Exercise goal :: Only the lines below between the ones containing "let rest = &buf[consumed..];" and "let need = after_line", inclusive, are to be reproduced, each exactly as it stands.

Saved entries:

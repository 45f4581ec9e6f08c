use std::{any::Any, io};

use thiserror::Error;

/// Returned by cooperative checks once stop has been requested.
#[derive(Debug, Clone, Copy, PartialEq, Eq, Error)]
#[error("stop requested")]
pub struct StoppedError;

#[derive(Debug, Error)]
pub enum JoinError {
    #[error("thread panicked")]
    Panicked(Box<dyn Any + Send + 'static>),
    #[error("thread was forcibly stopped")]
    Stopped,
}

impl JoinError {
    pub fn is_stopped(&self) -> bool {
        matches!(self, JoinError::Stopped)
    }

    /// Panic payload, suitable for `std::panic::resume_unwind`.
    pub fn into_panic(self) -> Option<Box<dyn Any + Send + 'static>> {
        match self {
            JoinError::Panicked(payload) => Some(payload),
            JoinError::Stopped => None,
        }
    }
}

#[derive(Debug, Error)]
pub enum StopError {
    #[error("failed to install the stop signal handler")]
    Install(#[source] io::Error),
    #[error("failed to signal thread {thread}")]
    Signal {
        thread: String,
        #[source]
        source: io::Error,
    },
}
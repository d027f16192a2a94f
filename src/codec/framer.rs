//! Byte-stream framing: turns a raw TCP/TLS stream into complete
//! logical response units, holding partial data across reads and
//! resolving `{n}` literal announcements by waiting for exactly `n`
//! more bytes before the unit is considered complete.

use crate::error::{Error, Result};

/// One piece of a raw response unit: either plain text between
/// literals, or the literal's raw bytes.
#[derive(Debug, Clone, PartialEq, Eq)]
pub enum Part {
    Text(String),
    Literal(Vec<u8>),
}

/// A complete, but not yet semantically parsed, server response. May
/// span several physical lines when it carries one or more literals.
#[derive(Debug, Clone, PartialEq, Eq, Default)]
pub struct RawUnit {
    pub parts: Vec<Part>,
}

impl RawUnit {
    /// The unit with every literal replaced by its byte length, useful
    /// for structural parsing that only needs to know a literal was
    /// present, not its content (e.g. locating the FETCH attribute
    /// list's closing paren).
    #[must_use]
    pub fn text_only(&self) -> String {
        let mut out = String::new();
        for part in &self.parts {
            match part {
                Part::Text(s) => out.push_str(s),
                Part::Literal(bytes) => {
                    out.push_str(&format!("{{{}}}", bytes.len()));
                }
            }
        }
        out
    }

    #[must_use]
    pub fn literals(&self) -> Vec<&[u8]> {
        self.parts
            .iter()
            .filter_map(|p| match p {
                Part::Literal(b) => Some(b.as_slice()),
                Part::Text(_) => None,
            })
            .collect()
    }
}

/// Incremental framer. Feed it bytes as they arrive; pull out
/// complete units with [`Framer::next_unit`].
pub struct Framer {
    buf: Vec<u8>,
    max_literal_bytes: u64,
}

impl Framer {
    #[must_use]
    pub fn new(max_literal_bytes: u64) -> Self {
        Self {
            buf: Vec::with_capacity(4096),
            max_literal_bytes,
        }
    }

    pub fn feed(&mut self, bytes: &[u8]) {
        self.buf.extend_from_slice(bytes);
    }

    /// Attempt to pull the next complete unit out of the buffered
    /// bytes. Returns `Ok(None)` when more data is needed; never
    /// blocks.
    pub fn next_unit(&mut self) -> Result<Option<RawUnit>> {
        match scan(&self.buf, self.max_literal_bytes)? {
            Some((consumed, unit)) => {
                self.buf.drain(..consumed);
                Ok(Some(unit))
            }
            None => Ok(None),
        }
    }
}

fn find_crlf(buf: &[u8]) -> Option<usize> {
    buf.windows(2).position(|w| w == b"\r\n")
}

/// If `line` ends in a literal announcement (`{n}` or the
/// non-synchronizing `{n+}`), return `n`.
fn literal_len(line: &[u8]) -> Option<u64> {
    if line.last() != Some(&b'}') {
        return None;
    }
    let open = line.iter().rposition(|&b| b == b'{')?;
    let mut inner = &line[open + 1..line.len() - 1];
    if inner.last() == Some(&b'+') {
        inner = &inner[..inner.len() - 1];
    }
    if inner.is_empty() || !inner.iter().all(u8::is_ascii_digit) {
        return None;
    }
    std::str::from_utf8(inner).ok()?.parse().ok()
}

fn strip_literal_marker(line: &[u8]) -> String {
    let open = line.iter().rposition(|&b| b == b'{').unwrap_or(line.len());
    String::from_utf8_lossy(&line[..open]).into_owned()
}

fn scan(buf: &[u8], max_literal_bytes: u64) -> Result<Option<(usize, RawUnit)>> {
    let mut consumed = 0usize;
    let mut parts = Vec::new();
    loop {
        let rest = &buf[consumed..];
        let Some(crlf_idx) = find_crlf(rest) else {
            return Ok(None);
        };
        let line = &rest[..crlf_idx];
        let after_line = consumed + crlf_idx + 2;

        if let Some(n) = literal_len(line) {
            if n > max_literal_bytes {
                return Err(Error::MalformedResponse(format!(
                    "literal of {n} bytes exceeds the configured maximum"
                )));
            }
            let need = after_line
                .checked_add(usize::try_from(n).map_err(|_| {
                    Error::MalformedResponse("literal length does not fit usize".into())
                })?)
                .ok_or_else(|| Error::MalformedResponse("literal length overflow".into()))?;
            if buf.len() < need {
                return Ok(None);
            }
            parts.push(Part::Text(strip_literal_marker(line)));
            parts.push(Part::Literal(buf[after_line..need].to_vec()));
            consumed = need;
            continue;
        }

        parts.push(Part::Text(String::from_utf8_lossy(line).into_owned()));
        consumed = after_line;
        return Ok(Some((consumed, RawUnit { parts })));
    }
}

#[cfg(test)]
mod tests {
    use super::*;

    #[test]
    fn simple_line_without_literal() {
        let mut framer = Framer::new(1024);
        framer.feed(b"* 4 EXISTS\r\n");
        let unit = framer.next_unit().unwrap().unwrap();
        assert_eq!(unit.text_only(), "* 4 EXISTS");
        assert!(framer.next_unit().unwrap().is_none());
    }

    #[test]
    fn partial_line_waits_for_more_bytes() {
        let mut framer = Framer::new(1024);
        framer.feed(b"* 4 EXI");
        assert!(framer.next_unit().unwrap().is_none());
        framer.feed(b"STS\r\n");
        let unit = framer.next_unit().unwrap().unwrap();
        assert_eq!(unit.text_only(), "* 4 EXISTS");
    }

    #[test]
    fn literal_waits_for_its_full_byte_count() {
        let mut framer = Framer::new(1024);
        framer.feed(b"* 1 FETCH (BODY[] {5}\r\n");
        assert!(framer.next_unit().unwrap().is_none());
        framer.feed(b"he");
        assert!(framer.next_unit().unwrap().is_none());
        framer.feed(b"llo)\r\n");
        let unit = framer.next_unit().unwrap().unwrap();
        assert_eq!(unit.literals(), vec![b"hello".as_slice()]);
        assert_eq!(unit.text_only(), "* 1 FETCH (BODY[] {5})");
    }

    #[test]
    fn oversized_literal_is_rejected() {
        let mut framer = Framer::new(4);
        framer.feed(b"* 1 FETCH (BODY[] {5}\r\n");
        assert!(framer.next_unit().is_err());
    }

    #[test]
    fn two_units_fed_together_are_both_extracted() {
        let mut framer = Framer::new(1024);
        framer.feed(b"* 1 EXISTS\r\n* 2 RECENT\r\n");
        let first = framer.next_unit().unwrap().unwrap();
        let second = framer.next_unit().unwrap().unwrap();
        assert_eq!(first.text_only(), "* 1 EXISTS");
        assert_eq!(second.text_only(), "* 2 RECENT");
    }
}
//! `FETCH`, in its three common shapes: structure-only (FLAGS/ENVELOPE/
//! INTERNALDATE/RFC822.SIZE), a single body part, and a lightweight
//! "info" fetch (UID + FLAGS only, used to cheaply discover new
//! messages). All three share the same event-collection logic; only
//! the command text the caller sends (built in `connection.rs`)
//! differs, so one handler constructor serves all three.

use super::{resolve, CommandHandler, TaggedOutcome};
use crate::codec::response::{FetchEvent, Response};
use crate::error::Error;
use crate::pipeline::Stage;
use std::sync::Arc;
use tokio::sync::oneshot;

/// Which FETCH shape a caller is issuing. Carried only for API clarity
/// at call sites — the handler itself is shape-agnostic.
#[derive(Debug, Clone, Copy, PartialEq, Eq)]
pub enum FetchKind {
    Structure,
    BodyPart,
    Info,
}

/// One message's worth of FETCH data.
#[derive(Debug, Clone, Default)]
pub struct FetchRecord {
    pub seq: u32,
    pub uid: Option<u32>,
    pub attributes: Vec<(String, String)>,
    pub sections: Vec<(String, Vec<u8>)>,
}

/// `records`, `current`, `pending_section`, and — for `FetchKind::BodyPart`
/// only — whether the first body section has already been fully
/// streamed, so any further section in the same FETCH response is
/// discarded instead of appended.
type FetchState = (Vec<FetchRecord>, Option<FetchRecord>, Option<String>, bool);

fn apply_fetch_event(state: &mut FetchState, response: &Response, kind: FetchKind) {
    let (records, current, pending_section, first_part_done) = state;
    let Response::Fetch(event) = response else {
        return;
    };
    match event {
        FetchEvent::Start { seq } => {
            *current = Some(FetchRecord {
                seq: *seq,
                ..Default::default()
            });
            *first_part_done = false;
        }
        FetchEvent::StartUid { uid } => {
            if let Some(record) = current.as_mut() {
                record.uid = Some(*uid);
            }
        }
        FetchEvent::SimpleAttribute { name, value } => {
            if let Some(record) = current.as_mut() {
                record.attributes.push((name.clone(), value.clone()));
            }
        }
        FetchEvent::StreamingBegin { section, .. } => {
            if kind == FetchKind::BodyPart && *first_part_done {
                *pending_section = None;
            } else {
                *pending_section = Some(section.clone());
            }
        }
        FetchEvent::StreamingBytes { bytes } => {
            if let (Some(record), Some(section)) = (current.as_mut(), pending_section.clone()) {
                record.sections.push((section, bytes.clone()));
            }
        }
        FetchEvent::StreamingEnd => {
            if kind == FetchKind::BodyPart && pending_section.is_some() {
                *first_part_done = true;
            }
            *pending_section = None;
        }
        FetchEvent::Finish => {
            if let Some(record) = current.take() {
                records.push(record);
            }
            *first_part_done = false;
        }
    }
}

pub fn fetch(
    tag: impl Into<String>,
    kind: FetchKind,
) -> (Arc<dyn Stage>, oneshot::Receiver<crate::error::Result<Vec<FetchRecord>>>) {
    let (tx, rx) = oneshot::channel();
    let stage = CommandHandler::new(
        tag,
        (Vec::<FetchRecord>::new(), None, None, false),
        move |state: &mut FetchState, response: &Response| apply_fetch_event(state, response, kind),
        |(records, _, _, _), outcome: TaggedOutcome| resolve(&outcome, records, Error::FetchFailed),
        tx,
    );
    (stage, rx)
}

#[cfg(test)]
mod tests {
    use super::*;

    fn start(seq: u32) -> Response {
        Response::Fetch(FetchEvent::Start { seq })
    }

    fn begin(section: &str) -> Response {
        Response::Fetch(FetchEvent::StreamingBegin {
            section: section.to_string(),
            size: 0,
        })
    }

    fn bytes(b: &[u8]) -> Response {
        Response::Fetch(FetchEvent::StreamingBytes { bytes: b.to_vec() })
    }

    #[test]
    fn body_part_fetch_discards_sections_after_the_first() {
        let mut state: FetchState = (Vec::new(), None, None, false);
        for r in [
            start(1),
            begin("1"),
            bytes(b"hello"),
            Response::Fetch(FetchEvent::StreamingEnd),
            begin("2"),
            bytes(b"world"),
            Response::Fetch(FetchEvent::StreamingEnd),
            Response::Fetch(FetchEvent::Finish),
        ] {
            apply_fetch_event(&mut state, &r, FetchKind::BodyPart);
        }
        let (records, ..) = state;
        assert_eq!(records.len(), 1);
        assert_eq!(records[0].sections, vec![("1".to_string(), b"hello".to_vec())]);
    }

    #[test]
    fn structure_fetch_keeps_every_section() {
        let mut state: FetchState = (Vec::new(), None, None, false);
        for r in [
            start(1),
            begin("1"),
            bytes(b"hello"),
            Response::Fetch(FetchEvent::StreamingEnd),
            begin("2"),
            bytes(b"world"),
            Response::Fetch(FetchEvent::StreamingEnd),
            Response::Fetch(FetchEvent::Finish),
        ] {
            apply_fetch_event(&mut state, &r, FetchKind::Structure);
        }
        let (records, ..) = state;
        assert_eq!(records[0].sections.len(), 2);
    }
}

Worked solution ::
        let rest = &buf[consumed..];
        let Some(crlf_idx) = find_crlf(rest) else {
            return Ok(None);
        };
        let line = &rest[..crlf_idx];
        let after_line = consumed + crlf_idx + 2;

        if let Some(n) = literal_len(line) {
            if n > max_literal_bytes {
                return Err(Error::MalformedResponse(format!(
                    "literal of {n} bytes exceeds the configured maximum"
                )));
            }
            let need = after_line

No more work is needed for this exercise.